- YOUR INSTRUCTIONS -
Scan the entries below. Return every line that includes "async".

++++

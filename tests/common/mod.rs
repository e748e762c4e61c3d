#![allow(dead_code)]

use std::sync::Arc;
use std::time::Duration;

use axum::{
    body::Body,
    http::{Request, StatusCode},
    response::Response,
    Router,
};
use serde_json::Value;
use tempfile::TempDir;
use tower::ServiceExt;

use laundry_rs::{
    create_app,
    observability::Metrics,
    repositories::{FileSnapshotStore, SnapshotStore},
    SessionRegistry,
};

pub const SESSION_HEADER: &str = "x-session-id";

/// A full application backed by snapshot files in a temporary directory
pub struct TestEnvironment {
    pub app: Router,
    pub registry: Arc<SessionRegistry>,
    pub store: Arc<FileSnapshotStore>,
    pub metrics: Arc<Metrics>,
    _data_dir: TempDir,
}

impl TestEnvironment {
    pub fn new() -> Self {
        let data_dir = tempfile::tempdir().unwrap();
        let store = Arc::new(FileSnapshotStore::new(data_dir.path()));
        Self::with_store(store, data_dir)
    }

    /// A second application sharing this one's snapshot directory
    pub fn restart(&self) -> (Router, Arc<SessionRegistry>) {
        let store: Arc<dyn SnapshotStore> = Arc::new(FileSnapshotStore::new(self.store.root()));
        let registry =
            Arc::new(SessionRegistry::new(store, "laundry_cart", "default", None).unwrap());
        let app = create_app(
            registry.clone(),
            Arc::new(Metrics::new().unwrap()),
            Duration::from_secs(5),
        );
        (app, registry)
    }

    fn with_store(store: Arc<FileSnapshotStore>, data_dir: TempDir) -> Self {
        let metrics = Arc::new(Metrics::new().unwrap());
        let registry = Arc::new(
            SessionRegistry::new(
                store.clone(),
                "laundry_cart",
                "default",
                Some(metrics.clone()),
            )
            .unwrap(),
        );
        let app = create_app(registry.clone(), metrics.clone(), Duration::from_secs(5));

        Self {
            app,
            registry,
            store,
            metrics,
            _data_dir: data_dir,
        }
    }
}

pub async fn send(
    app: &Router,
    method: &str,
    uri: &str,
    session_id: Option<&str>,
    body: Option<Value>,
) -> Response {
    let mut builder = Request::builder().method(method).uri(uri);
    if let Some(session_id) = session_id {
        builder = builder.header(SESSION_HEADER, session_id);
    }
    let request = match body {
        Some(body) => builder
            .header("content-type", "application/json")
            .body(Body::from(body.to_string()))
            .unwrap(),
        None => builder.body(Body::empty()).unwrap(),
    };

    app.clone().oneshot(request).await.unwrap()
}

pub async fn json_body(response: Response) -> Value {
    let body = axum::body::to_bytes(response.into_body(), usize::MAX)
        .await
        .unwrap();
    serde_json::from_slice(&body).unwrap()
}

/// Start a session on `origin` through the API and return its id
pub async fn start_session(app: &Router, origin: &str) -> String {
    let response = send(
        app,
        "POST",
        "/api/sessions",
        None,
        Some(serde_json::json!({ "origin": origin })),
    )
    .await;
    assert_eq!(response.status(), StatusCode::CREATED);
    json_body(response).await["sessionId"]
        .as_str()
        .unwrap()
        .to_string()
}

++++

- EXERCISE RESULT -
pub async fn send(
pub async fn json_body(response: Response) -> Value {
pub async fn start_session(app: &Router, origin: &str) -> String {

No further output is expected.